Exercise description: Output only the lines below that start at the line containing "the timestamps table." and end at the line containing "for .mca chunks).", with both ends kept.
---------- Given data
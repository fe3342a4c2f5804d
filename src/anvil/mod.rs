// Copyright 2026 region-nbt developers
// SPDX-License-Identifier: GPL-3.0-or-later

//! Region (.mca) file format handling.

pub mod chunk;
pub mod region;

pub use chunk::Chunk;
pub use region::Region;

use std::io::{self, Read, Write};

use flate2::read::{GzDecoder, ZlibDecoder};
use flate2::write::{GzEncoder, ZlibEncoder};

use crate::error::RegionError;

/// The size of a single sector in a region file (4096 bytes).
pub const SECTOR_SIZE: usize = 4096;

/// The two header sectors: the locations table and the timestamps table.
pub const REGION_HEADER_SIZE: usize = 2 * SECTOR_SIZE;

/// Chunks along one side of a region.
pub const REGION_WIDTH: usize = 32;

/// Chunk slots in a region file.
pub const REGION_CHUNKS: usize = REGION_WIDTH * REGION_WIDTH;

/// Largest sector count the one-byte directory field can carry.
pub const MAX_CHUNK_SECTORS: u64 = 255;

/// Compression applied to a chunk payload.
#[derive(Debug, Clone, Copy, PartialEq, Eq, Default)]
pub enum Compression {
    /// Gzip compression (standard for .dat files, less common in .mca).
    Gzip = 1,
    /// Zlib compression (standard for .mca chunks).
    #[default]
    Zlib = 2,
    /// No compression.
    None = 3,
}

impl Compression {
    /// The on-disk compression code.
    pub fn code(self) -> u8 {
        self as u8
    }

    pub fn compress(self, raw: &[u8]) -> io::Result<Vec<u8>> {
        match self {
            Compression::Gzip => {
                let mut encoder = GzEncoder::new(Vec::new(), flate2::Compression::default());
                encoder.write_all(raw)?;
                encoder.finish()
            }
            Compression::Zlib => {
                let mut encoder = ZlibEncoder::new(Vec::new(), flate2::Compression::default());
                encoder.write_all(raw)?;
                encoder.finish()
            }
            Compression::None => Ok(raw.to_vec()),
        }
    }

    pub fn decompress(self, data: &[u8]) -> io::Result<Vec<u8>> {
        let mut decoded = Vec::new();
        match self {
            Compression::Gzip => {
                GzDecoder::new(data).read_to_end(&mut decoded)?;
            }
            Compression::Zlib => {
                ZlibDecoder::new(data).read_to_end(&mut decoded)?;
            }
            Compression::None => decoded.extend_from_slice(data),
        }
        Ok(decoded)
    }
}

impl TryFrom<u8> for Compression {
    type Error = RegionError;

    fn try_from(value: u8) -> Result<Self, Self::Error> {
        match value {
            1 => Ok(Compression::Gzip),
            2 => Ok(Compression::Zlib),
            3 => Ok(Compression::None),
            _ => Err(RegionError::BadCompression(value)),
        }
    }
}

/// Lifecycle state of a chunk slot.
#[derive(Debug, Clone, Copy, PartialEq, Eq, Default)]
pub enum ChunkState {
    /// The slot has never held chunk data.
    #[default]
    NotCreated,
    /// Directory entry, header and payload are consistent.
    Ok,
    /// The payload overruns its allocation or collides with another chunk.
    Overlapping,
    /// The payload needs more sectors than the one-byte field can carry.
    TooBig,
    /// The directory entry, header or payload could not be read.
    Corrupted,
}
--------------------
Answer box:
/// The two header sectors: the locations table and the timestamps table.
pub const REGION_HEADER_SIZE: usize = 2 * SECTOR_SIZE;

/// Chunks along one side of a region.
pub const REGION_WIDTH: usize = 32;

/// Chunk slots in a region file.
pub const REGION_CHUNKS: usize = REGION_WIDTH * REGION_WIDTH;

/// Largest sector count the one-byte directory field can carry.
pub const MAX_CHUNK_SECTORS: u64 = 255;

/// Compression applied to a chunk payload.
#[derive(Debug, Clone, Copy, PartialEq, Eq, Default)]
pub enum Compression {
    /// Gzip compression (standard for .dat files, less common in .mca).
    Gzip = 1,
    /// Zlib compression (standard for .mca chunks).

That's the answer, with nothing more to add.